__PROBLEM REQUIREMENTS__.
The answer must be every line from the entries below that includes "decision".

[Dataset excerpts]
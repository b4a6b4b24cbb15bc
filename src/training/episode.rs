//! Episode recording for training data collection.
//!
//! An episode records one complete game driven by an external policy:
//! - The node each decision was taken from
//! - The action taken and the points it earned
//! - The observation returned by the environment

use serde::{Deserialize, Serialize};

use crate::core::{Action, NodeId, Observation, Result};
use crate::game::Environment;

/// A single accepted transition.
#[derive(Clone, Debug, PartialEq, Eq, Serialize, Deserialize)]
pub struct Transition {
    /// Node the action was taken from.
    pub from: NodeId,

    /// The action that was taken.
    pub action: Action,

    /// Points earned by this transition.
    pub reward: u32,

    /// What the environment returned.
    pub observation: Observation,
}

/// A recorded game.
#[derive(Clone, Debug, PartialEq, Eq, Serialize, Deserialize)]
pub struct Episode {
    /// Seed that reproduces the board and skill draws.
    pub seed: u64,

    /// Accepted transitions in order.
    pub transitions: Vec<Transition>,

    /// Points at the end of the recording.
    pub total_points: u32,

    /// Whether an end node was reached (false if the step cap hit first).
    pub finished: bool,
}

impl Episode {
    /// Create an empty episode.
    pub fn new(seed: u64) -> Self {
        Self {
            seed,
            transitions: Vec::new(),
            total_points: 0,
            finished: false,
        }
    }

    /// Append a transition, deriving its reward from the running total.
    ///
    /// A total lower than the previous one records a reward of 0.
    pub fn record(&mut self, from: NodeId, action: Action, observation: Observation) {
        let reward = observation.points.saturating_sub(self.total_points);
        self.total_points = observation.points;
        self.finished = observation.done;
        self.transitions.push(Transition {
            from,
            action,
            reward,
            observation,
        });
    }

    /// Get the number of transitions.
    pub fn len(&self) -> usize {
        self.transitions.len()
    }

    /// Check if no transition was recorded.
    pub fn is_empty(&self) -> bool {
        self.transitions.is_empty()
    }

    /// Visited nodes, starting with the first decision node.
    pub fn path(&self) -> Vec<NodeId> {
        let mut path: Vec<NodeId> = self.transitions.first().map(|t| t.from).into_iter().collect();
        path.extend(self.transitions.iter().map(|t| t.observation.cur_node));
        path
    }

    /// Per-step rewards.
    pub fn rewards(&self) -> impl Iterator<Item = u32> + '_ {
        self.transitions.iter().map(|t| t.reward)
    }

    /// Whether the skill was requested at any step.
    pub fn used_skill(&self) -> bool {
        self.transitions.iter().any(|t| t.action.skill_target().is_some())
    }

    /// Encode with bincode.
    pub fn to_bytes(&self) -> Result<Vec<u8>> {
        Ok(bincode::serialize(self)?)
    }

    /// Decode from bincode.
    pub fn from_bytes(bytes: &[u8]) -> Result<Self> {
        Ok(bincode::deserialize(bytes)?)
    }
}

/// Drive `env` with `policy` until it ends or `max_steps` transitions were taken.
///
/// The policy sees the environment before each move. An action the
/// environment rejects aborts the rollout with that error.
pub fn rollout<E, F>(env: &mut E, mut policy: F, max_steps: usize) -> Result<Episode>
where
    E: Environment,
    F: FnMut(&E) -> Action,
{
    let mut episode = Episode::new(env.seed());

    while !env.is_terminal() && episode.len() < max_steps {
        let from = env.observation().cur_node;
        let action = policy(env);
        let observation = env.step(&action)?;
        episode.record(from, action, observation);
    }

    log::debug!(
        "rollout: {} steps, {} points, finished={}",
        episode.len(),
        episode.total_points,
        episode.finished
    );
    Ok(episode)
}

#[cfg(test)]
mod tests {
    use super::*;

    fn obs(node: u8, points: u32, done: bool) -> Observation {
        Observation {
            cur_node: NodeId(node),
            points,
            done,
        }
    }

    #[test]
    fn test_record_derives_rewards() {
        let mut episode = Episode::new(1);
        episode.record(NodeId(0), Action::new(NodeId(2)), obs(2, 3, false));
        episode.record(NodeId(2), Action::new(NodeId(5)), obs(5, 5, false));

        assert_eq!(episode.rewards().collect::<Vec<_>>(), vec![3, 2]);
        assert_eq!(episode.total_points, 5);
        assert!(!episode.finished);
    }

    #[test]
    fn test_record_lower_total_gives_zero_reward() {
        let mut episode = Episode::new(1);
        episode.record(NodeId(0), Action::new(NodeId(2)), obs(2, 3, false));
        episode.record(NodeId(2), Action::new(NodeId(5)), obs(5, 1, false));

        assert_eq!(episode.rewards().collect::<Vec<_>>(), vec![3, 0]);
        assert_eq!(episode.total_points, 1);
    }

    #[test]
    fn test_path() {
        let mut episode = Episode::new(1);
        assert!(episode.path().is_empty());

        episode.record(NodeId(0), Action::new(NodeId(3)), obs(3, 1, false));
        episode.record(NodeId(3), Action::new(NodeId(6)), obs(6, 2, false));

        assert_eq!(episode.path(), vec![NodeId(0), NodeId(3), NodeId(6)]);
    }

    #[test]
    fn test_used_skill() {
        let mut episode = Episode::new(1);
        episode.record(NodeId(0), Action::new(NodeId(3)), obs(3, 1, false));
        assert!(!episode.used_skill());

        episode.record(NodeId(3), Action::with_skill(NodeId(6), NodeId(6)), obs(6, 4, false));
        assert!(episode.used_skill());
    }

    #[test]
    fn test_bincode_roundtrip() {
        let mut episode = Episode::new(77);
        episode.record(NodeId(0), Action::with_skill(NodeId(2), NodeId(5)), obs(2, 3, false));

        let bytes = episode.to_bytes().unwrap();
        assert_eq!(Episode::from_bytes(&bytes).unwrap(), episode);
    }

    #[test]
    fn test_from_bytes_rejects_garbage() {
        assert!(Episode::from_bytes(&[1, 2]).is_err());
    }
}
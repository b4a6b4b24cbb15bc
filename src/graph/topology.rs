//! Fixed base topology and scoring tables.

use crate::core::NodeId;

/// Number of nodes in the board.
pub const GRAPH_SIZE: usize = 11;

/// Highest edge value; what the skill upgrades edges to.
pub const MAX_WEIGHT: u8 = 3;

/// Base adjacency before randomization. Every edge is worth 1 point.
///
/// Nodes 9 and 10 have no outgoing edges and end the game.
#[rustfmt::skip]
pub const BASE_TOPOLOGY: [[u8; GRAPH_SIZE]; GRAPH_SIZE] = [
//   0  1  2  3  4  5  6  7  8  9  10
    [0, 0, 1, 1, 0, 0, 0, 0, 0, 0, 0], // 0
    [0, 0, 0, 1, 0, 0, 0, 0, 0, 0, 0], // 1
    [0, 0, 0, 0, 1, 1, 0, 0, 0, 0, 0], // 2
    [0, 0, 0, 0, 0, 0, 1, 0, 0, 0, 0], // 3
    [0, 0, 0, 0, 0, 1, 1, 1, 0, 0, 0], // 4
    [0, 0, 0, 0, 1, 0, 0, 0, 1, 0, 0], // 5
    [0, 0, 0, 0, 0, 0, 0, 0, 0, 1, 0], // 6
    [0, 0, 0, 0, 0, 0, 0, 0, 1, 1, 1], // 7
    [0, 0, 0, 0, 0, 0, 0, 1, 0, 0, 1], // 8
    [0, 0, 0, 0, 0, 0, 0, 0, 0, 0, 0], // 9
    [0, 0, 0, 0, 0, 0, 0, 0, 0, 0, 0], // 10
];

/// One of these becomes worth 2 points per game.
pub const TWO_POINT_CANDIDATES: [NodeId; 4] = [NodeId(3), NodeId(4), NodeId(5), NodeId(6)];

/// One of these becomes worth 3 points per game.
pub const THREE_POINT_CANDIDATES: [NodeId; 2] = [NodeId(2), NodeId(7)];

/// Pairs whose mutual edge is closed once a member is reached.
pub const ONE_WAY_PAIRS: [(NodeId, NodeId); 2] = [(NodeId(4), NodeId(5)), (NodeId(6), NodeId(7))];

/// Number of random extra nodes the skill upgrades besides its target.
pub const SKILL_EXTRA_NODES: usize = 2;
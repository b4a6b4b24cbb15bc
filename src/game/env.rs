//! Environment trait: the contract an external learner drives.
//!
//! The learner only ever sees `Action` in and `Observation` out. It uses
//! `legal_actions` to build its action space and `step` to advance.

use crate::core::{Action, Observation, Result};

/// Reset-once / step-many environment.
///
/// ## Implementation Notes
///
/// - `legal_actions`: Return empty once no move is possible
/// - `step`: Must reject actions after the episode ended
/// - `seed`: Must reproduce the episode's randomization when replayed
pub trait Environment {
    /// Current caller-visible state.
    fn observation(&self) -> Observation;

    /// Every action accepted from the current state.
    fn legal_actions(&self) -> Vec<Action>;

    /// Apply one action.
    fn step(&mut self, action: &Action) -> Result<Observation>;

    /// Seed of the randomness behind this episode.
    fn seed(&self) -> u64;

    /// Whether the episode has ended.
    fn is_terminal(&self) -> bool {
        self.observation().done
    }
}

__YOUR RESPONSE__.
//! - The node each decision was taken from
    /// Visited nodes, starting with the first decision node.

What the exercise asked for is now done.